What ought?

Monday, May 24, 2021

[[]]

 I've been thinking about the self referent problem and how it generates contradictions. (More in math and programming) and honestly I don't know the technical details super well including the vocab.

And I'm thinking, on the cusp of making, some sort of breakthrough in a way of changing my thinking. So under thinking system A and under such and such assumptions/facts, it leads to the logical consequence that thinking system B is superior (for whatever reason). And then I jump into thinking system B and the jump in itself because questionable under thinking system B. And if it, say does not hold water, then, it is hard to by the same route get to thinking system B, and so... you kinda maybe have to hold the decision to be in thinking system B using the vestiges of thinking system A (that was your previous best alternative) while seeking self justification under thinking system B. This is very hard, and logically quite... hard to maintain integrity.

Let me try to illustrate simplistically.

Let's say I buy into the whole idea of self improvement, wanting to be the best I can be, working hard to achieve my goals, so on and so forth. And I also hold facts of Christianity to be true. Logically speaking, they will have to be merged together. And let's say in this case, the best version that I can be is to be as much like Jesus as possible.

But say once I take on the thinking of Jesus, and let's for simplicity sake say that his thinking is simplified to pleasing God. Under my new concept of pleasing God being primary motivation, the whole agenda of self improvement is supposed to crumble away or fade into secondary or tertiary. The self is supposed to die. But the whole quest to get here was to fulfil ultimate self. (Yes there are many ways of patching this particular illustration such as, ultimate self IS the self dying, or that pleasing God can be justified under it's own framework). Point is, that wasn't the path taken to get there. 
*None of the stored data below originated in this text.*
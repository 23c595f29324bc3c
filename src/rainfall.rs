//! Rainfall Summariser: keeps rolling 24/48/72 h totals per station in
//! `rainfall_summary` so readers never scan the raw table.

use chrono::{DateTime, Duration, Utc};
use tracing::{instrument, warn};

use crate::db::{AggregateTier, DbError, RainfallRepository, RainfallSummary, WeatherRepository};

const WINDOWS_HOURS: [i64; 3] = [24, 48, 72];

/// Composed rainfall for the `/snow` and `/latest` handlers: each window plus
/// whatever has fallen since the cache row was last written.
#[derive(Debug, Clone, Copy)]
pub struct RainfallWithRecent {
    pub rain_24h: f64,
    pub rain_48h: f64,
    pub rain_72h: f64,
}

pub struct RainfallSummariser {
    weather: WeatherRepository,
    rainfall: RainfallRepository,
}

impl RainfallSummariser {
    pub fn new(weather: WeatherRepository, rainfall: RainfallRepository) -> Self {
        Self { weather, rainfall }
    }

    /// One scheduler tick, run every minute: refresh every station that
    /// reported in the last 10 minutes.
    #[instrument(skip(self))]
    pub async fn tick(&self) -> Result<(), DbError> {
        let now = Utc::now();
        let stations = self
            .weather
            .stations_with_recent_readings(now - Duration::minutes(10))
            .await?;

        for station in stations {
            if let Err(e) = self.refresh_station(&station, now).await {
                warn!(station = %station, error = %e, "rainfall summary refresh failed, retrying next tick");
            }
        }
        Ok(())
    }

    async fn refresh_station(&self, station: &str, now: DateTime<Utc>) -> Result<(), DbError> {
        let last_hour = now - Duration::hours(1);
        let last_5min = now - Duration::minutes(5);

        let mut summary = RainfallSummary {
            stationname: station.to_string(),
            rain_24h: 0.0,
            rain_48h: 0.0,
            rain_72h: 0.0,
            last_updated: now,
        };

        for &hours in &WINDOWS_HOURS {
            let since = now - Duration::hours(hours);
            let hourly = self
                .weather
                .period_rain_sum(AggregateTier::OneHour, station, since, last_hour)
                .await?;
            let five_min = self
                .weather
                .period_rain_sum(AggregateTier::FiveMinute, station, last_hour, last_5min)
                .await?;
            let tail = self.weather.rain_sum_since(station, last_5min).await?;
            let total = hourly + five_min + tail;

            match hours {
                24 => summary.rain_24h = total,
                48 => summary.rain_48h = total,
                72 => summary.rain_72h = total,
                _ => unreachable!(),
            }
        }

        self.rainfall.upsert(&summary).await
    }

    /// `GetRainfallWithRecent(station)`. Falls back to a direct 72h scan if
    /// no summary row exists yet.
    #[instrument(skip(self))]
    pub async fn with_recent(&self, station: &str) -> Result<RainfallWithRecent, DbError> {
        match self.rainfall.read(station).await? {
            Some(summary) => {
                let recent = self.weather.rain_sum_since(station, summary.last_updated).await?;
                Ok(RainfallWithRecent {
                    rain_24h: summary.rain_24h + recent,
                    rain_48h: summary.rain_48h + recent,
                    rain_72h: summary.rain_72h + recent,
                })
            }
            None => {
                let now = Utc::now();
                let rain_72h = self
                    .weather
                    .rain_sum_since(station, now - Duration::hours(72))
                    .await?;
                let rain_48h = self
                    .weather
                    .rain_sum_since(station, now - Duration::hours(48))
                    .await?;
                let rain_24h = self
                    .weather
                    .rain_sum_since(station, now - Duration::hours(24))
                    .await?;
                Ok(RainfallWithRecent { rain_24h, rain_48h, rain_72h })
            }
        }
    }
}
And so there is this abrupt, idk, leap of faith. Leap in the sense of you must necessarily destroy the earlier thinking that brought you to where you are and so for some time, you are hanging, floating on nothing.

Idk if this makes sense to you, but it seems to me this strongly proves(?) (if not proves maybe hints) that there is this great limit of rationality w.r.t ultimate worldviews. And maybe this is evidence for requiring external help to change. (Especially for this particular example).

Ok so sorry if this totally didn't make sense to you. I will agree that this wasn't the clearest but wanted to try.

[[I wrote this at]]*|11:28 PM|

Tuesday, May 11, 2021

[[]]

 Oh to be a better person.

I really cringe, and am ashamed, and am in despair at what I see within myself. The intensity of my sin and the depths that I will go to convince myself it is not sin or to make peace with it. It is so rooted, it is so core, that going against in feels like killing a very beloved part of myself.

Yes kill it. Cut it out. It is wrong. No kill no life. I want to live. So surgeon must kill.

It is like this local trough, the biggest among all the local troughs. Feels good to be there, feels stable and comfortable. But move out and it is screaming to find a trough, any trough be it worse, and not rise up and rise up. But has to be done to cross the activation hill. To find true rest.

[[I wrote this at]]*|11:18 PM|

Wednesday, May 5, 2021

[[]]

 It is so tough to be proud and want to be humble. Selfish and want to be loving. It's like an internal war.

And one that is not easily won through willpower or force of will. Because, it seems to me, every victory through willpower, more often than not is not actually a victory, but a further layer of self deception. Or something like that. Do I make sense?

But what then? Do you not exercise willpower and try to take a jackhammer to the accumulated floorboard layers of self deception and attempt to bust everything open?

How do you exercise grace? I think that is the right direction.